◆ **LISTED RECORDS**:
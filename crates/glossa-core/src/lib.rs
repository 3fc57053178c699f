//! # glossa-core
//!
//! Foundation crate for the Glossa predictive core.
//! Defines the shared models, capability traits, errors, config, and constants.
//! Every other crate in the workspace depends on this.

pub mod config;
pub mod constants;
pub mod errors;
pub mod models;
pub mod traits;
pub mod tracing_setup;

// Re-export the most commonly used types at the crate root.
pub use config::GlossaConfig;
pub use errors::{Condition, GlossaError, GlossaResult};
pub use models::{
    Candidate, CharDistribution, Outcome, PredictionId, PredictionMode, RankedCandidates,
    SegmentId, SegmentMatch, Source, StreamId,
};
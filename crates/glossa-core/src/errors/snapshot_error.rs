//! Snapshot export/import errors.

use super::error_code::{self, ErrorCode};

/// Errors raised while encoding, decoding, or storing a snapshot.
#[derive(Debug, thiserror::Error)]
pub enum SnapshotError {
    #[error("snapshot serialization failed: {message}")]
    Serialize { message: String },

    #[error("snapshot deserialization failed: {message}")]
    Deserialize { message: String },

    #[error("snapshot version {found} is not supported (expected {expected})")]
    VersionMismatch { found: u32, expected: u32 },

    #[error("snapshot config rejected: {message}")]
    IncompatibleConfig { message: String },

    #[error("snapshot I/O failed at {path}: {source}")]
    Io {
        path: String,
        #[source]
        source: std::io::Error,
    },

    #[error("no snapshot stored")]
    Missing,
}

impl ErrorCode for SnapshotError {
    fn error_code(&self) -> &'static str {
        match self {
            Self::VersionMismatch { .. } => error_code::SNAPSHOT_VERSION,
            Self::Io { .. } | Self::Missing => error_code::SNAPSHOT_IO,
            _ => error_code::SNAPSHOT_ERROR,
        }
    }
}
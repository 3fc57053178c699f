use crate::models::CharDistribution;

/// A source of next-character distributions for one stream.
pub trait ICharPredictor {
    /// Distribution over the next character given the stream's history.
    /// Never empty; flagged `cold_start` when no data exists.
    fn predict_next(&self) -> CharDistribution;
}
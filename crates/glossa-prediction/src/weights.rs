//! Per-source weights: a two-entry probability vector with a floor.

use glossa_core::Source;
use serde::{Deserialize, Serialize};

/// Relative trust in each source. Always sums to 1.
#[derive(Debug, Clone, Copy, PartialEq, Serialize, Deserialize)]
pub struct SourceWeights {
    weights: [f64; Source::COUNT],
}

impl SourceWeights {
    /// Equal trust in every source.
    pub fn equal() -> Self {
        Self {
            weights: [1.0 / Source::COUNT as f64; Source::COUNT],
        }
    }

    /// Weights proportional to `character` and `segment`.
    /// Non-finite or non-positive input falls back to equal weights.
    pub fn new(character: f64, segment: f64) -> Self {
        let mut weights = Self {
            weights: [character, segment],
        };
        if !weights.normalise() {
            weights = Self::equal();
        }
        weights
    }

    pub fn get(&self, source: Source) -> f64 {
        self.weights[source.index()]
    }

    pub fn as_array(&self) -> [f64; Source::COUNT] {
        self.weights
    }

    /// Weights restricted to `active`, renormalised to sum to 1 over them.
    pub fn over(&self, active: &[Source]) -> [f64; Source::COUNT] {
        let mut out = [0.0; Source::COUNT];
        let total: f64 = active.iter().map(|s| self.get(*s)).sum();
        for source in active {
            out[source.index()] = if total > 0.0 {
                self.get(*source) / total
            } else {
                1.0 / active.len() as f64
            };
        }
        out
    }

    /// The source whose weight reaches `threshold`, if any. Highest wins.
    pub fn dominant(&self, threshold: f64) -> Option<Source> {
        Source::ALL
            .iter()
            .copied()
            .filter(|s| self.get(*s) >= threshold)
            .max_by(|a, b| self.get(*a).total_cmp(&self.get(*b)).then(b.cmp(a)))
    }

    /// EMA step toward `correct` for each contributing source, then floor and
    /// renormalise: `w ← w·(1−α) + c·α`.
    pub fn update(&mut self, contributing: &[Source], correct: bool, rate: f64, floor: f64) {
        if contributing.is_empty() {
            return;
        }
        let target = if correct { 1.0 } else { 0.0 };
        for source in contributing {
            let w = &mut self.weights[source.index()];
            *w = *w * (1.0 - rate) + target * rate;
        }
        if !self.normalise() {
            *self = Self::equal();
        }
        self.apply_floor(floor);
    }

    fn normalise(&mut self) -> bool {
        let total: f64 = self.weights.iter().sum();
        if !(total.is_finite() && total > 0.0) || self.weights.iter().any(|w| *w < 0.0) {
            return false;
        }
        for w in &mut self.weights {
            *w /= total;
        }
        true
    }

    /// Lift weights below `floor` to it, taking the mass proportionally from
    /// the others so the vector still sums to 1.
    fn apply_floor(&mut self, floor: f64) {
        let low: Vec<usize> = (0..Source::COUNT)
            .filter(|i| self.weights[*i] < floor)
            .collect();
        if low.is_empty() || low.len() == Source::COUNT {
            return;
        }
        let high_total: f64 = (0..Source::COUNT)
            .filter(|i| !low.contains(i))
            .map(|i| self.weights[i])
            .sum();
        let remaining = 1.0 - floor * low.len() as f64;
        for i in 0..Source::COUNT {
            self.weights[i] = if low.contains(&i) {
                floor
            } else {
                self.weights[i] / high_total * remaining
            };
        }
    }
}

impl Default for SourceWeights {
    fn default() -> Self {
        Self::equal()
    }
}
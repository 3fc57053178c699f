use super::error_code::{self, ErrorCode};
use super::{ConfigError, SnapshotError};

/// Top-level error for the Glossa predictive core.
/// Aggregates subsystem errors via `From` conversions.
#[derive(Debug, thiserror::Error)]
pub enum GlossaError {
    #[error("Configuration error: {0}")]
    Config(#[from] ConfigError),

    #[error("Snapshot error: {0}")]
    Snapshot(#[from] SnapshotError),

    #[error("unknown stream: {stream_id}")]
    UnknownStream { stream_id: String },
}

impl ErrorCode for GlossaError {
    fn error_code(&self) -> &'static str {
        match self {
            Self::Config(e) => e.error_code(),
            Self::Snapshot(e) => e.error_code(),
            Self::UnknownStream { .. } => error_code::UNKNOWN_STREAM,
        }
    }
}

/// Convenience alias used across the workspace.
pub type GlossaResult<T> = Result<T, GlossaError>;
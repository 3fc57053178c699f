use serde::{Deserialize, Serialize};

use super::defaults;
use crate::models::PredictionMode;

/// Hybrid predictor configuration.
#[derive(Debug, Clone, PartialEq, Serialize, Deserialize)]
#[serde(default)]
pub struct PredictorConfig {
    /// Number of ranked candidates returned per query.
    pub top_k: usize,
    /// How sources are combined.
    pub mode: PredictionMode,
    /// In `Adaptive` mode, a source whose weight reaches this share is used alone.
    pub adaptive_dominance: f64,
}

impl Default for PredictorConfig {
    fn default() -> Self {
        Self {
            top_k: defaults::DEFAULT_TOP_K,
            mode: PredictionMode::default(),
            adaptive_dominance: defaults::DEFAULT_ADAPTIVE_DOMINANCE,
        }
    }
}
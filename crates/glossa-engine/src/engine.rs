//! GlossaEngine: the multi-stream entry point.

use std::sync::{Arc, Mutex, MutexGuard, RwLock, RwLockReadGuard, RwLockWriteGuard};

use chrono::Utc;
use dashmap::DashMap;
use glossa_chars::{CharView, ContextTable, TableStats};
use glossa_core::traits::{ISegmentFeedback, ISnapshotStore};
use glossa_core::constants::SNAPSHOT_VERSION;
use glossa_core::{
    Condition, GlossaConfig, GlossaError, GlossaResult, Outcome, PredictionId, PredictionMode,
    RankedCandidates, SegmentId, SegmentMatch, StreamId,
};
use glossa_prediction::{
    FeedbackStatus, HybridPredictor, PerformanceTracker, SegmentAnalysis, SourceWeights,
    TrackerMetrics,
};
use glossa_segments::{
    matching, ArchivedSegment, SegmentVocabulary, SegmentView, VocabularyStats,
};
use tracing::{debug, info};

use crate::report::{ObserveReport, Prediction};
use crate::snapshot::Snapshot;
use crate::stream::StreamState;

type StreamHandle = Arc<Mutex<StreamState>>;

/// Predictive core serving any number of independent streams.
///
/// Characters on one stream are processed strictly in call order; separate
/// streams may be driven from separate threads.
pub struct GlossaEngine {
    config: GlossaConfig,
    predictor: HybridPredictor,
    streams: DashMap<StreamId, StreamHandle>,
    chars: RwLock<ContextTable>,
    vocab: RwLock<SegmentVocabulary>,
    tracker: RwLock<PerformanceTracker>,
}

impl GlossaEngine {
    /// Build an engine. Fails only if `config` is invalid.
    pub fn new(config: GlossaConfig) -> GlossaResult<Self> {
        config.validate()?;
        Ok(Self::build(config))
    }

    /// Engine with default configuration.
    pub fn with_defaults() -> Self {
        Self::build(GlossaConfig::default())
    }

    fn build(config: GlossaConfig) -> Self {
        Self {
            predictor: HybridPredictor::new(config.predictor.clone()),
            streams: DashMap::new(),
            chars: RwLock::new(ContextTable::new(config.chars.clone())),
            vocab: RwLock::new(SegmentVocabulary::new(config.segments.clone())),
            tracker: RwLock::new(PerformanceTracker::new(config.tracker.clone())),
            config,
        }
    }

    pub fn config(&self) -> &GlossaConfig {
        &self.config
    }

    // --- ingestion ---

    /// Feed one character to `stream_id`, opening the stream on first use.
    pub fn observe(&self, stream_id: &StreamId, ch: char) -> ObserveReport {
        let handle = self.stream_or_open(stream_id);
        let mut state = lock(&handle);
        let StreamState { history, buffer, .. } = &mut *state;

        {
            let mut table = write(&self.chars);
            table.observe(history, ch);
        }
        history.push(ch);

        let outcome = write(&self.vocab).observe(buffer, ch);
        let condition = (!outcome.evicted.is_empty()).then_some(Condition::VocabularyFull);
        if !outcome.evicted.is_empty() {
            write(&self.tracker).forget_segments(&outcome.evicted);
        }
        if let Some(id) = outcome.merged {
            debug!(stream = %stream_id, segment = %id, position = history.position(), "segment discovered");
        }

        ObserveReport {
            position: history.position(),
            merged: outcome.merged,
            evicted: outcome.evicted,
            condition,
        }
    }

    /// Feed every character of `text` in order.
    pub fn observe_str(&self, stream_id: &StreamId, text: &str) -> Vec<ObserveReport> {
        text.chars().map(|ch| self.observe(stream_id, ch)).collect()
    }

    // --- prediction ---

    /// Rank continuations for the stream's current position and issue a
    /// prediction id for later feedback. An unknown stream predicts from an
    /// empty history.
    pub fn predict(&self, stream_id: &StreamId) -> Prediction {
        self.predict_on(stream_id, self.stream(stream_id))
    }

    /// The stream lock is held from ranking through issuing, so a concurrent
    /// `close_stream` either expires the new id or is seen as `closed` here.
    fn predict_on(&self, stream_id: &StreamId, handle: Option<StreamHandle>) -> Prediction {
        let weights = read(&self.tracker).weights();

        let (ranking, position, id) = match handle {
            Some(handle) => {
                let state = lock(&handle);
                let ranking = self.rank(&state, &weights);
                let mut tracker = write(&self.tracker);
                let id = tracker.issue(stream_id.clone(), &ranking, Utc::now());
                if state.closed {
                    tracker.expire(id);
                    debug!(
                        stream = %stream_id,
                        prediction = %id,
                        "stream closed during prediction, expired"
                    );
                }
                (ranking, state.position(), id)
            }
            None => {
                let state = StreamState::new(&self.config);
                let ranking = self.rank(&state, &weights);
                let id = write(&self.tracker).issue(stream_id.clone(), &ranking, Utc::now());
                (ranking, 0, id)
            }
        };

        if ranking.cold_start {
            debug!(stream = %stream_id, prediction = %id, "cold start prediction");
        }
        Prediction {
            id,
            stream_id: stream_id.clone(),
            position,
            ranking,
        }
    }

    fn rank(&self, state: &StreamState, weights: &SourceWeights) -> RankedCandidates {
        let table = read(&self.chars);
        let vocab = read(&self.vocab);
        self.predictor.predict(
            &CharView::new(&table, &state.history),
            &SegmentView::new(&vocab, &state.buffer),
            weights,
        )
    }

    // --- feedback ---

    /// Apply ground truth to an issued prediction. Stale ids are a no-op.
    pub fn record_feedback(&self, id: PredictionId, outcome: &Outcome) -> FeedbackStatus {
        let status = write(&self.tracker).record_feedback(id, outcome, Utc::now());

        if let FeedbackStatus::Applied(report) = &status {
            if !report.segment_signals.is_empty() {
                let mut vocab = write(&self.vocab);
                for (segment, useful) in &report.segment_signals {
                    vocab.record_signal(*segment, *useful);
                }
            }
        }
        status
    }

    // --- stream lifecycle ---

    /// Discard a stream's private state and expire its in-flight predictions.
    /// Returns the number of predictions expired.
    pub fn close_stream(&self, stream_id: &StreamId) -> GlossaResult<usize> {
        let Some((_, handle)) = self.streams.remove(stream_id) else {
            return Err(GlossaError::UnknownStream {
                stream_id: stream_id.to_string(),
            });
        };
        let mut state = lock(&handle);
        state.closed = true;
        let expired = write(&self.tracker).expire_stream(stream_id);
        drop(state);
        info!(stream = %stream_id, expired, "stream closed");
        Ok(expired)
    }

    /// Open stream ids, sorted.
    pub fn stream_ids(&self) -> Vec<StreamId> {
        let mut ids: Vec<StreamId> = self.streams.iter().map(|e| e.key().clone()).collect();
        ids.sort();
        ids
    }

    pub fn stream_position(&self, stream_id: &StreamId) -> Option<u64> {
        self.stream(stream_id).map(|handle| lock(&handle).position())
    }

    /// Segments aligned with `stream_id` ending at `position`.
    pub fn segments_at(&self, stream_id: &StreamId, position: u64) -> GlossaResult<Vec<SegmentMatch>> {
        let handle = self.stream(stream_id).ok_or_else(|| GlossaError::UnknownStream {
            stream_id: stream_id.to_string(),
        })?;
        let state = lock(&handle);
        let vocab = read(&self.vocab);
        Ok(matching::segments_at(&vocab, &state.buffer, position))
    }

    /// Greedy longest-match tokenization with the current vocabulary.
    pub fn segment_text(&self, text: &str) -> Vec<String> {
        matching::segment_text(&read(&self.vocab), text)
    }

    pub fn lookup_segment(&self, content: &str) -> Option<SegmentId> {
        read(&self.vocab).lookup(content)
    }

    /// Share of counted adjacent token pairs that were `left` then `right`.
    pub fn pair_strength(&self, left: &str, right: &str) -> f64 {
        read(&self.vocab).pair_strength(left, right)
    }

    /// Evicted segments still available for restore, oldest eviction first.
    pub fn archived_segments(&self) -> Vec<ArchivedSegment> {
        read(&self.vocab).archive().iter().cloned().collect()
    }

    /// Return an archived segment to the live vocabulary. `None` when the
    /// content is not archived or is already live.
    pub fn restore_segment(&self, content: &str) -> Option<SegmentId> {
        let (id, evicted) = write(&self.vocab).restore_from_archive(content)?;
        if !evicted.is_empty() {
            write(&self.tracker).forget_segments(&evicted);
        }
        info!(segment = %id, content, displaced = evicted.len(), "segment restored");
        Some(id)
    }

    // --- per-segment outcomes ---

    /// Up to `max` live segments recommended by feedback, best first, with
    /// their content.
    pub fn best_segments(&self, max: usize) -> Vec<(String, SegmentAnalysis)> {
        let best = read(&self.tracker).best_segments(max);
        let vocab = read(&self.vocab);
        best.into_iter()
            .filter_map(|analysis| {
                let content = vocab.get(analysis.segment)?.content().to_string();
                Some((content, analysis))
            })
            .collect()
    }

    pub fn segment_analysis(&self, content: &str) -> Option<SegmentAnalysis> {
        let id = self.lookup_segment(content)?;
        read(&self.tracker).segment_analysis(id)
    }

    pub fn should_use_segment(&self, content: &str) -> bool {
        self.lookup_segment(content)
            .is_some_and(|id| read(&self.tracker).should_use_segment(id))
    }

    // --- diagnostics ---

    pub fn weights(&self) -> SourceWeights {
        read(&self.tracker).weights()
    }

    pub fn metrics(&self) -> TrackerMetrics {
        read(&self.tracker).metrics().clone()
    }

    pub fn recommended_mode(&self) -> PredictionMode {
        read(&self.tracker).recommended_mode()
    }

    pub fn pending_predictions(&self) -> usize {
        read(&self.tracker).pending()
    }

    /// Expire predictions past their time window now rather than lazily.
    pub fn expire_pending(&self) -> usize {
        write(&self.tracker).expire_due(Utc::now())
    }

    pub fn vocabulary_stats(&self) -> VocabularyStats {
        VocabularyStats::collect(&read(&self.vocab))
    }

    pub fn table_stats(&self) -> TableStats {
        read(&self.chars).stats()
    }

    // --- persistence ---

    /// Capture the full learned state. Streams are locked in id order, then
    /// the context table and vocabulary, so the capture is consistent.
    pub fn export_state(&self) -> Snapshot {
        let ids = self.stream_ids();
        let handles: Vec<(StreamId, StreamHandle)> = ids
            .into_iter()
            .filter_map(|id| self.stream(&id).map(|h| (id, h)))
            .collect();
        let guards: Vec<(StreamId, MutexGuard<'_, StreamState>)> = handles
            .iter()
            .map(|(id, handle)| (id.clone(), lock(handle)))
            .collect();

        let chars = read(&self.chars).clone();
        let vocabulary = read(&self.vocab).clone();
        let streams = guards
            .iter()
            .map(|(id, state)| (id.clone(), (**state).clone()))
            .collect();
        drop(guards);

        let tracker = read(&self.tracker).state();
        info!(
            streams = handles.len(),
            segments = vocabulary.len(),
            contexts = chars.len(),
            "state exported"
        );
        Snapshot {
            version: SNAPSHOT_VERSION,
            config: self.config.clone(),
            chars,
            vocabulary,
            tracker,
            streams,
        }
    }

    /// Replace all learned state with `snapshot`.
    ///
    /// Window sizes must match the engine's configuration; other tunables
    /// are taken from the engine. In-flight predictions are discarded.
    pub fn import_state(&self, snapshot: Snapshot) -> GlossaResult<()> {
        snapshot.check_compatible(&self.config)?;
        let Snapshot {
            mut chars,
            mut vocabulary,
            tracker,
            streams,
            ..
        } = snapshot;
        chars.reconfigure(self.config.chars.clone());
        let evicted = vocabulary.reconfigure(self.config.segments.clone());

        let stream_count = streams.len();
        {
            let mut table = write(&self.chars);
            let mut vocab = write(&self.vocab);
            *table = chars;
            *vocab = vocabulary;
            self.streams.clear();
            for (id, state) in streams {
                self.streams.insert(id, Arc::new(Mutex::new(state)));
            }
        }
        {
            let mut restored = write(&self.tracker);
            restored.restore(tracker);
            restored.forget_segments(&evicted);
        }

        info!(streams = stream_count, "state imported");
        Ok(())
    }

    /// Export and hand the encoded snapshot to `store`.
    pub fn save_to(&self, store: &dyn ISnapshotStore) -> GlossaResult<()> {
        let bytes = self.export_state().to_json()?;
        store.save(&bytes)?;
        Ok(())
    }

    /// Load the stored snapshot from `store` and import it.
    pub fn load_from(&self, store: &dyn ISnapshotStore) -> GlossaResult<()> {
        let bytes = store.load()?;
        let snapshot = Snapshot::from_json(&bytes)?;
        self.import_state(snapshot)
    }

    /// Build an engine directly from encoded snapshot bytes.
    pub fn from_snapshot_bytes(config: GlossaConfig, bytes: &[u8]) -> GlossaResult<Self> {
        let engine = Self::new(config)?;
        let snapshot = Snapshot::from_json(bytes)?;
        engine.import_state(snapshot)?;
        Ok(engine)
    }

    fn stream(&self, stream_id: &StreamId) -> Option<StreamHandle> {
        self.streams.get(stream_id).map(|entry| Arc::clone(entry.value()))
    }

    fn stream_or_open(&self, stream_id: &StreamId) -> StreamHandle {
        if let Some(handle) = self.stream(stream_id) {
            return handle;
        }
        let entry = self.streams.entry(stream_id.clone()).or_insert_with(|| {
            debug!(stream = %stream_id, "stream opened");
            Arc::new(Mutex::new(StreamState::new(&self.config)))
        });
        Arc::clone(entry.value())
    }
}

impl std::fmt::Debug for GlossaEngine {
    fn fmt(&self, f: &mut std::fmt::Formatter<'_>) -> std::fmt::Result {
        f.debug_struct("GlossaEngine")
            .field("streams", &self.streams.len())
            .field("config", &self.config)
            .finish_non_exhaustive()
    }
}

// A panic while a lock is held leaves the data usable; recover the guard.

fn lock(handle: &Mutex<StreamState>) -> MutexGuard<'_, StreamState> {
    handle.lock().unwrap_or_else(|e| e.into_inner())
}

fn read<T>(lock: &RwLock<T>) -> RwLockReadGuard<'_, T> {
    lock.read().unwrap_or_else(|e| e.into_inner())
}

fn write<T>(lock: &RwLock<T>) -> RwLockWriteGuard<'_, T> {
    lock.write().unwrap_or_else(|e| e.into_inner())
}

◆ **WHAT THE TASK ASKS**: Please report every line of the listing that contains the string "GlossaEngine".

◆ **ANSWER**:
//! GlossaEngine: the multi-stream entry point.
pub struct GlossaEngine {
impl GlossaEngine {
impl std::fmt::Debug for GlossaEngine {
        f.debug_struct("GlossaEngine")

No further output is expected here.